++++ MATERIAL TO PROCESS

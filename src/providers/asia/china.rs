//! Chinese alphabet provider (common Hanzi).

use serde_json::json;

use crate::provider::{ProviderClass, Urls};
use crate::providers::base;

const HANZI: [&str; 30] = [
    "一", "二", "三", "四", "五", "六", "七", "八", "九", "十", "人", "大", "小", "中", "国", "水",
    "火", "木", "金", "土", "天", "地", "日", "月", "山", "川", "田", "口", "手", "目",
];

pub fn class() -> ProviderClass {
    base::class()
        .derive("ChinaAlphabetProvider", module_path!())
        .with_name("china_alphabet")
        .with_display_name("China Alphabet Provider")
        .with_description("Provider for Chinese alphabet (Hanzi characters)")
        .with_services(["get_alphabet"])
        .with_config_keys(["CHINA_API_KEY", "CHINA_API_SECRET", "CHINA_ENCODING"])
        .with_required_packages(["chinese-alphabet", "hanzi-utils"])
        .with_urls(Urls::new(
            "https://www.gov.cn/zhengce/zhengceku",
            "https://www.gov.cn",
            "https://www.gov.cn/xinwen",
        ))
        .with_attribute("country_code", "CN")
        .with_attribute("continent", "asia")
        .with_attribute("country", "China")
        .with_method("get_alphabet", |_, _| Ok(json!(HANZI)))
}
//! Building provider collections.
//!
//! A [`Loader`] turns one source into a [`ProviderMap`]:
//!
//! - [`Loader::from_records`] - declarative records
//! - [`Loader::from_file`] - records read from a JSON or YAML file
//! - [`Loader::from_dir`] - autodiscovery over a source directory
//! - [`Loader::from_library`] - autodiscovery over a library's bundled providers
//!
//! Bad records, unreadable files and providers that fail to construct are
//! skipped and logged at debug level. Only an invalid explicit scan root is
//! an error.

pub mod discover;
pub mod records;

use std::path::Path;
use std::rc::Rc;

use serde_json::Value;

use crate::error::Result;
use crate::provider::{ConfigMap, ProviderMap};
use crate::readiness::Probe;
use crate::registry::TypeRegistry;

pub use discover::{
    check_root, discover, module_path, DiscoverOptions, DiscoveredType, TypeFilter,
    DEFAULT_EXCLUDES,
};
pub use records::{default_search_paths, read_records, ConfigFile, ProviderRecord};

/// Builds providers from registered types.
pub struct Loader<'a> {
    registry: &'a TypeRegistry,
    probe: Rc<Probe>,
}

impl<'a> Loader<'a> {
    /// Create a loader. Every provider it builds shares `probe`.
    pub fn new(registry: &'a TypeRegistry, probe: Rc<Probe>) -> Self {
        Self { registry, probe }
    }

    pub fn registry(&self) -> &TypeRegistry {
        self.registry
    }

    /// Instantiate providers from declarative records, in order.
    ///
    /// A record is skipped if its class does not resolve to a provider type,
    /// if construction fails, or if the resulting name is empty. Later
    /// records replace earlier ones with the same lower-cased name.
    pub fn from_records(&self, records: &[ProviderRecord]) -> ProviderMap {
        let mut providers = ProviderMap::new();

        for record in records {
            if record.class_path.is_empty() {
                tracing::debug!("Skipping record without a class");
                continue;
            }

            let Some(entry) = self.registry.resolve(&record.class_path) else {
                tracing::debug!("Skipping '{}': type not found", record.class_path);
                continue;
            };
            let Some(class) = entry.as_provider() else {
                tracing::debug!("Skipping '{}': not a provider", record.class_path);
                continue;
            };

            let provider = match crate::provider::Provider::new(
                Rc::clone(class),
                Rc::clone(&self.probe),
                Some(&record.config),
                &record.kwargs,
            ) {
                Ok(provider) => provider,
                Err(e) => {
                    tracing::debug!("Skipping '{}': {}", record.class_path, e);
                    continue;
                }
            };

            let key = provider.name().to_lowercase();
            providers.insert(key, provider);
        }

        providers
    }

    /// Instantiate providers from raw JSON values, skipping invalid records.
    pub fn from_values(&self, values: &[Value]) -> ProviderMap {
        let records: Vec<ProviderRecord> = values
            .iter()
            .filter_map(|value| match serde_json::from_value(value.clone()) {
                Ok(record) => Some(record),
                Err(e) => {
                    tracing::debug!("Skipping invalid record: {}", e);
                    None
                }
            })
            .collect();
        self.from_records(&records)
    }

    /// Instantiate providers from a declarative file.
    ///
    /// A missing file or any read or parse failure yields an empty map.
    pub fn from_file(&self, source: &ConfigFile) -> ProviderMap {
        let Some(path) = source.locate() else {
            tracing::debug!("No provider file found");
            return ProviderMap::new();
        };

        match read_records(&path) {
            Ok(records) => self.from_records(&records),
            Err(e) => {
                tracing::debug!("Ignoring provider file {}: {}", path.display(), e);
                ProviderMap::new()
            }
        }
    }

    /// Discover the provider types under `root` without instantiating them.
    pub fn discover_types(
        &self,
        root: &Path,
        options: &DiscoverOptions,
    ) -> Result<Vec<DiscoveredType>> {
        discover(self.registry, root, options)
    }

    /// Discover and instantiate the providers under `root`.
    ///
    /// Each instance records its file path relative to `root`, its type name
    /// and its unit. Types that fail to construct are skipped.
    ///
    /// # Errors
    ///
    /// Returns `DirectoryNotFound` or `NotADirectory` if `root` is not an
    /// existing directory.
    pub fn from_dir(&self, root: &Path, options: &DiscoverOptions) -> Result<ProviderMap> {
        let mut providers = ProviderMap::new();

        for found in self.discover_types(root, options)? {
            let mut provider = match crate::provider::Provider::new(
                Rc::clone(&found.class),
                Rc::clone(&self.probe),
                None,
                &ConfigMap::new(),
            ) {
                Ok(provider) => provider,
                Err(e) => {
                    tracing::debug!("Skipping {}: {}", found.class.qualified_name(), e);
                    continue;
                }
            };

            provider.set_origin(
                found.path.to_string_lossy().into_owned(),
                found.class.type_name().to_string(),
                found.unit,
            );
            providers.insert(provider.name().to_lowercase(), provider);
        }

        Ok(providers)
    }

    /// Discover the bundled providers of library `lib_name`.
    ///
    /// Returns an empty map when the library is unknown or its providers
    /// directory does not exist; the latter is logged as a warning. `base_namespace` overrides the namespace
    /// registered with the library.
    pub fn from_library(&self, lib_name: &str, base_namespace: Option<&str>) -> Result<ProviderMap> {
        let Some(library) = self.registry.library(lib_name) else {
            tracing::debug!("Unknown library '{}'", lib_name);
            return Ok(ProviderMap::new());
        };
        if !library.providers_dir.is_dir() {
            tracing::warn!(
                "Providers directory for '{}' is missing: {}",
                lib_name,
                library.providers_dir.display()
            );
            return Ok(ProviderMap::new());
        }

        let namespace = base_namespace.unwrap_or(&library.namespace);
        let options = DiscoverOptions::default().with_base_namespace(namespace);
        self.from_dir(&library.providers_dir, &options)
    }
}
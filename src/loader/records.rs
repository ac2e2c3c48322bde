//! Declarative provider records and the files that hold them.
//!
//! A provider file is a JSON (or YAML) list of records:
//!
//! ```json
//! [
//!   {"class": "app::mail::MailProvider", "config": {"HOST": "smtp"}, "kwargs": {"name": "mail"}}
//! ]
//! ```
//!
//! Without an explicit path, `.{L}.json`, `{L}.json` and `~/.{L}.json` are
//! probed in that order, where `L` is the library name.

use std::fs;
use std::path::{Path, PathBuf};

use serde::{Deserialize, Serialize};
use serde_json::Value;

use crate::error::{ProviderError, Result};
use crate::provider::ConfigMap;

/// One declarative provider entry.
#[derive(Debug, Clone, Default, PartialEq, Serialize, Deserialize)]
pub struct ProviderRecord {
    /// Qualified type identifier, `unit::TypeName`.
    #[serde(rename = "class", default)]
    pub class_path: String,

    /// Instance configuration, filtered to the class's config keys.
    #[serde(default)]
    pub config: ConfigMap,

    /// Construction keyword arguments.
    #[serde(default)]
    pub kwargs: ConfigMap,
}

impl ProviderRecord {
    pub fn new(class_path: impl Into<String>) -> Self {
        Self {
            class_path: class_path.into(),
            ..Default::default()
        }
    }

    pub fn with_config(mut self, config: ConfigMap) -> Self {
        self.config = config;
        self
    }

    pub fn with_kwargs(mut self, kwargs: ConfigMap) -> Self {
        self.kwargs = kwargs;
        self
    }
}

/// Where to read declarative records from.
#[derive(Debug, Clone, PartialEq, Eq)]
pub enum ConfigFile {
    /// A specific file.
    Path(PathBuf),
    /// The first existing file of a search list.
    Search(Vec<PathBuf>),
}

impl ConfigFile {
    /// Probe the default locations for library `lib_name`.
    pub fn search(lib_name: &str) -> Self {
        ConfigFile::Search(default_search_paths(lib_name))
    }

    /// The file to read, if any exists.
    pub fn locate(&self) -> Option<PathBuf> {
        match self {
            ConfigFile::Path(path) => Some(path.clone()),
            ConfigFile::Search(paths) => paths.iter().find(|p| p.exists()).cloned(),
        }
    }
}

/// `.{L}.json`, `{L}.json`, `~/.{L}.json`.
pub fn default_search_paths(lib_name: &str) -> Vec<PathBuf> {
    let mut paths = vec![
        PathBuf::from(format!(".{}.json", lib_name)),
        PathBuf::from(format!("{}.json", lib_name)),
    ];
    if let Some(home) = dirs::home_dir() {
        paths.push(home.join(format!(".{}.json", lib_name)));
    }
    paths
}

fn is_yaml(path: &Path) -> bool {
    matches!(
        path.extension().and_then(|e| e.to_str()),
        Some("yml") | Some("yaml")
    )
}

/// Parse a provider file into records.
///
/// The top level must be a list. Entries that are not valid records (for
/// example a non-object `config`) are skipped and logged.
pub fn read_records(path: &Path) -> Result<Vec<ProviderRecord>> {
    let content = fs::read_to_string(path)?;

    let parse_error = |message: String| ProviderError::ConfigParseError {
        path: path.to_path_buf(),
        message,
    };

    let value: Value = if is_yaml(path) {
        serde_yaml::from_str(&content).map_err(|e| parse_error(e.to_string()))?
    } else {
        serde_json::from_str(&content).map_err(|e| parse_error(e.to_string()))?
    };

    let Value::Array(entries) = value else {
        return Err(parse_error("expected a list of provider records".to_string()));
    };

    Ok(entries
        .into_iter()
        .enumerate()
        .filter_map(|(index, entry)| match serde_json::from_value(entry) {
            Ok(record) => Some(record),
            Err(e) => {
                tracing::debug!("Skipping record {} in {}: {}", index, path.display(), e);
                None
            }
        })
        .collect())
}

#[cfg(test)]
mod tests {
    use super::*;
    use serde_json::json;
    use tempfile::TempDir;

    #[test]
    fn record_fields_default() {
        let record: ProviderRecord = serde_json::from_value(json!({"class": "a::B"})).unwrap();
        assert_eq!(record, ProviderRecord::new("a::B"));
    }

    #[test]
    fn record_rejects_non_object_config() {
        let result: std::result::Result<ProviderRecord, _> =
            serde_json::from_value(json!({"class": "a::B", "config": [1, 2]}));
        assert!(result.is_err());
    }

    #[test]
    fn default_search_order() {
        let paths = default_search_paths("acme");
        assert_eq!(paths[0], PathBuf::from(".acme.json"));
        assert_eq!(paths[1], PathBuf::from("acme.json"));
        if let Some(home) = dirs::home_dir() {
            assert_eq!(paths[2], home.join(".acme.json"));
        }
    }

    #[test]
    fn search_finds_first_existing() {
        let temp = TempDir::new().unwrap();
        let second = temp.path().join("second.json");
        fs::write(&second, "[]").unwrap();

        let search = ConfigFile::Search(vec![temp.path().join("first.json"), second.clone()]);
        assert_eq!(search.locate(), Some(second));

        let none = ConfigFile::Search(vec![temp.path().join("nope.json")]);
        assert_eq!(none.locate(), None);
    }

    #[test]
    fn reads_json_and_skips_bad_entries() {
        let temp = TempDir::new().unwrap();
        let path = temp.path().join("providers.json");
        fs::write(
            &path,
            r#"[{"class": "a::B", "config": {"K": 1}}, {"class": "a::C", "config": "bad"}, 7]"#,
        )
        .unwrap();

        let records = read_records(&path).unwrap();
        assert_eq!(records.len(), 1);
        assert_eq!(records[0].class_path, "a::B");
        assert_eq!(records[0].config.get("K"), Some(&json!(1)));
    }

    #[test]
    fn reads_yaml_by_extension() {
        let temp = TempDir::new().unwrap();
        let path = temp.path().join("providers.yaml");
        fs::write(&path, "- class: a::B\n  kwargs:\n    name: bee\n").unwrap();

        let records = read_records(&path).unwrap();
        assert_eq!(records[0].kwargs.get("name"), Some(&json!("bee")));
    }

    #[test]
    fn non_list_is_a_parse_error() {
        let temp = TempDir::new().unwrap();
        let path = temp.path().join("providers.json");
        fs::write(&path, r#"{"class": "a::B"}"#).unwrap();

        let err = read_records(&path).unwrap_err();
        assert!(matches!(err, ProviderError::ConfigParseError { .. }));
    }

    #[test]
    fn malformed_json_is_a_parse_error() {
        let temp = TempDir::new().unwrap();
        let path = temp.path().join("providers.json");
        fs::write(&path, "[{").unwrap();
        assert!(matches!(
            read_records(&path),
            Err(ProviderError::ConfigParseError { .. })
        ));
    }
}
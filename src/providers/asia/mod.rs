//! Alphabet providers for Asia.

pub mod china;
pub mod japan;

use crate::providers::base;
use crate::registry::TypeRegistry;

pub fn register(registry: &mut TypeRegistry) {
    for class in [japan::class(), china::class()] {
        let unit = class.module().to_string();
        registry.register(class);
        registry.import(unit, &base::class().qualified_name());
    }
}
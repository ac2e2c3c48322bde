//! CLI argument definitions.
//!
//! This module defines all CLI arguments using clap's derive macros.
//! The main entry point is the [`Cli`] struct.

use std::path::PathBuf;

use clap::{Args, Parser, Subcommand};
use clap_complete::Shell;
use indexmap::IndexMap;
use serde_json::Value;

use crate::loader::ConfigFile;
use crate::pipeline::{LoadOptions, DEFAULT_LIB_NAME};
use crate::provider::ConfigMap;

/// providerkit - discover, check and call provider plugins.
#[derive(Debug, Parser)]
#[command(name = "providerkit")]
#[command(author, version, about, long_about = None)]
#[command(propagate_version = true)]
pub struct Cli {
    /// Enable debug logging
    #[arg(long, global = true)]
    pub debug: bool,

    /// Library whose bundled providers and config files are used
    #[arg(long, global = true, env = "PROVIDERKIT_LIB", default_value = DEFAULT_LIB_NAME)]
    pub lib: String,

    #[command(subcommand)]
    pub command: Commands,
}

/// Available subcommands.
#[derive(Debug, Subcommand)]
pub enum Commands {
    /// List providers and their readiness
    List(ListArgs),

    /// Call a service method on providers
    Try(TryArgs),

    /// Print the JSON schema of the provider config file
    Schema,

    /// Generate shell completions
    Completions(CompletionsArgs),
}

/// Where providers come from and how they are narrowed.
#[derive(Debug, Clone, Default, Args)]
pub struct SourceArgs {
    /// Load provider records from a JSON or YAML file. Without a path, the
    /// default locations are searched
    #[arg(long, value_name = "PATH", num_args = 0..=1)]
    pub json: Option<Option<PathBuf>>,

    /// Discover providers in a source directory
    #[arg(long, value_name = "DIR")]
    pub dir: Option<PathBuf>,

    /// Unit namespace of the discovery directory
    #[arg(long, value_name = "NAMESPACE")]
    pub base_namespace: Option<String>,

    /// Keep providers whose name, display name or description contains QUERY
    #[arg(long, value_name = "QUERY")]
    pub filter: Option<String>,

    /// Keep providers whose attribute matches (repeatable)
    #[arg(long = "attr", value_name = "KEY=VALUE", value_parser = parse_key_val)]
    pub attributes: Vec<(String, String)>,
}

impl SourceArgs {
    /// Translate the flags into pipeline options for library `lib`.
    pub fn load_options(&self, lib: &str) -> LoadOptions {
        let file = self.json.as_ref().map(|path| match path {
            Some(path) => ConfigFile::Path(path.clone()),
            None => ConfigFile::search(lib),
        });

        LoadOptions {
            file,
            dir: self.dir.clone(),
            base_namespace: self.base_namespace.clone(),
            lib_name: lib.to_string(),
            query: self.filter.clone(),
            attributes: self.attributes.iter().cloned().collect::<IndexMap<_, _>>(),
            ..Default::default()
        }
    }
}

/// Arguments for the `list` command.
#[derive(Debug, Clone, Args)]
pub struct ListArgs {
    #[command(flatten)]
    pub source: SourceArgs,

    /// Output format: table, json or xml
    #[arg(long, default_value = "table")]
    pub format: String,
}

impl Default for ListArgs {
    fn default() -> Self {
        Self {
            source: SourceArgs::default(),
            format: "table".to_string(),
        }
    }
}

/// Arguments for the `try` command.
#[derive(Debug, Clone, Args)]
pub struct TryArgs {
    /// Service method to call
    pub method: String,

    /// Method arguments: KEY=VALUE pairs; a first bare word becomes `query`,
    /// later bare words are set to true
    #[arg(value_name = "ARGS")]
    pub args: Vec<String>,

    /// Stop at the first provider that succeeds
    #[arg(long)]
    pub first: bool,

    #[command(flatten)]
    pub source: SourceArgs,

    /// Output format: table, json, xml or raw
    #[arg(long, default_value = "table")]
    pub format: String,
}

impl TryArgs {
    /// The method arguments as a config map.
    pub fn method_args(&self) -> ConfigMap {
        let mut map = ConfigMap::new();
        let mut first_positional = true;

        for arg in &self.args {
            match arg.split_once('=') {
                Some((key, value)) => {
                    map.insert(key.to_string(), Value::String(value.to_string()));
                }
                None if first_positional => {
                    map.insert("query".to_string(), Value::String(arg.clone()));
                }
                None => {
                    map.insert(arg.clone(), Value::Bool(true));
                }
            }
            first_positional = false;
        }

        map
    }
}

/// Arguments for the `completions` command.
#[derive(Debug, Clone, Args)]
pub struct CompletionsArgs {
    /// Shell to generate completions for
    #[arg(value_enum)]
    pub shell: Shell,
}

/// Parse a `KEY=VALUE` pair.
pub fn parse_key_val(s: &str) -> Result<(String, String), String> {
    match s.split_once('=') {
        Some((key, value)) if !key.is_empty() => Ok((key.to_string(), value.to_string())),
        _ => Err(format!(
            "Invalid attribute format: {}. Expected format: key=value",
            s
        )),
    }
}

++++++++

• **DIRECTIONS FOR THIS TASK**
After locating the line with "let records: Vec<ProviderRecord>" above, return that line and every later line through the one with "pub fn from_file(&self, source: &ConfigFile)", word for word and with nothing else.

• **SOLVED PROBLEM**
        let records: Vec<ProviderRecord> = values
            .iter()
            .filter_map(|value| match serde_json::from_value(value.clone()) {
                Ok(record) => Some(record),
                Err(e) => {
                    tracing::debug!("Skipping invalid record: {}", e);
                    None
                }
            })
            .collect();
        self.from_records(&records)
    }

    /// Instantiate providers from a declarative file.
    ///
    /// A missing file or any read or parse failure yields an empty map.
    pub fn from_file(&self, source: &ConfigFile) -> ProviderMap {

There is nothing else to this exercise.